Based on a 5 minute viral video, Lights Out almost outstays its welcome by the end but its simple premise works well to sustain interest. Director David Sandberg does a good job of coming up with some creative uses of the shadow-loving demon and its also refreshing to watch a horror where the main characters aren’t complete inept.
The story follows Rebecca (Teresa Palmer) who grows up experiencing strange occurrences where the lights go out. Shadows creep up the walls and something lurks in the depths of the room waiting to strike. After leaving home, Rebecca feels like she’s free of the shadows that haunt her but when her little brother Martin (Gabriel Bateman) starts experiencing the same frightening visions she did, Rebecca is led back to the house they grew up in to get to the bottom of what the creature is and more importantly, what it wants.

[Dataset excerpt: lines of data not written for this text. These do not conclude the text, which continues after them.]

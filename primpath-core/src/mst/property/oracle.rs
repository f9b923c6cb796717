//! Sequential Kruskal oracle for MST property verification.
//!
//! A deliberately simple implementation: sort every edge by cost and accept
//! it whenever it joins two components of a path-halving union-find.

/// Result of the Kruskal oracle.
#[derive(Clone, Copy, Debug, Eq, PartialEq)]
pub(super) struct OracleResult {
    /// Total cost of the minimum spanning forest.
    pub total_weight: u64,
    /// Number of connected components.
    pub component_count: usize,
}

/// Computes the minimum spanning forest weight and component count.
pub(super) fn sequential_kruskal(vertex_count: usize, edges: &[(usize, usize, u64)]) -> OracleResult {
    let mut sorted = edges.to_vec();
    sorted.sort_by_key(|&(_, _, cost)| cost);

    let mut parent: Vec<usize> = (0..vertex_count).collect();
    let mut components = vertex_count;
    let mut total_weight = 0_u64;
    for (left, right, cost) in sorted {
        let left_root = find_root(&mut parent, left);
        let right_root = find_root(&mut parent, right);
        if left_root != right_root {
            parent[right_root] = left_root;
            components -= 1;
            total_weight += cost;
        }
    }

    OracleResult {
        total_weight,
        component_count: components,
    }
}

fn find_root(parent: &mut [usize], vertex: usize) -> usize {
    let mut current = vertex;
    while parent[current] != current {
        let grandparent = parent[parent[current]];
        parent[current] = grandparent;
        current = grandparent;
    }
    current
}

#[cfg(test)]
mod tests {
    use super::*;

    #[test]
    fn oracle_matches_hand_computed_weight() {
        let edges = [(0, 1, 1), (1, 2, 2), (2, 3, 3), (0, 3, 10)];
        let result = sequential_kruskal(4, &edges);
        assert_eq!(result.total_weight, 6);
        assert_eq!(result.component_count, 1);
    }

    #[test]
    fn oracle_counts_components() {
        let result = sequential_kruskal(5, &[(0, 1, 4), (2, 3, 1)]);
        assert_eq!(result.total_weight, 5);
        assert_eq!(result.component_count, 3);
    }
}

Although the original viral video was actually had scarier, Lights Out still does a very good job of keeping tension high throughout and surprisingly manages to maintain it through a solid climax. Usually with horror films the final third breaks immersion in favour of a more action-orientated showdown with whatever the evil is but thankfully Lights Out doesn’t follow this trend. It never loses its tension, even if the finale does have a quicker pace and more action. The way shadows and light are used here is extremely creative and you can see the fun they had in choreographing a well-paced finale to this horror.
For me, the stand out here is most definitely the character actions which are surprisingly well done and realistic. We understand why they’re in the house trying to stop the demon, it makes sense for them to do it and the originality shown here spills over to other areas of the film too. Lights Out is crafted with enthusiasm and a solid script and although it could be scarier, its length is just long enough to justify its existence. If it had been longer I feel the film would have suffered for it but thankfully its 80 minute run time is just right.
Overall, Lights Out is a good, original film that, whilst its scares aren’t as intense as other horrors, is a fun ride while it lasts. The use of light and shadow is used to good, creative uses here and its premise, whilst simple, is effective enough to make it intriguing to watch. Its not the best horror in the world but its a solid watch all the same and one I would certainly recommend.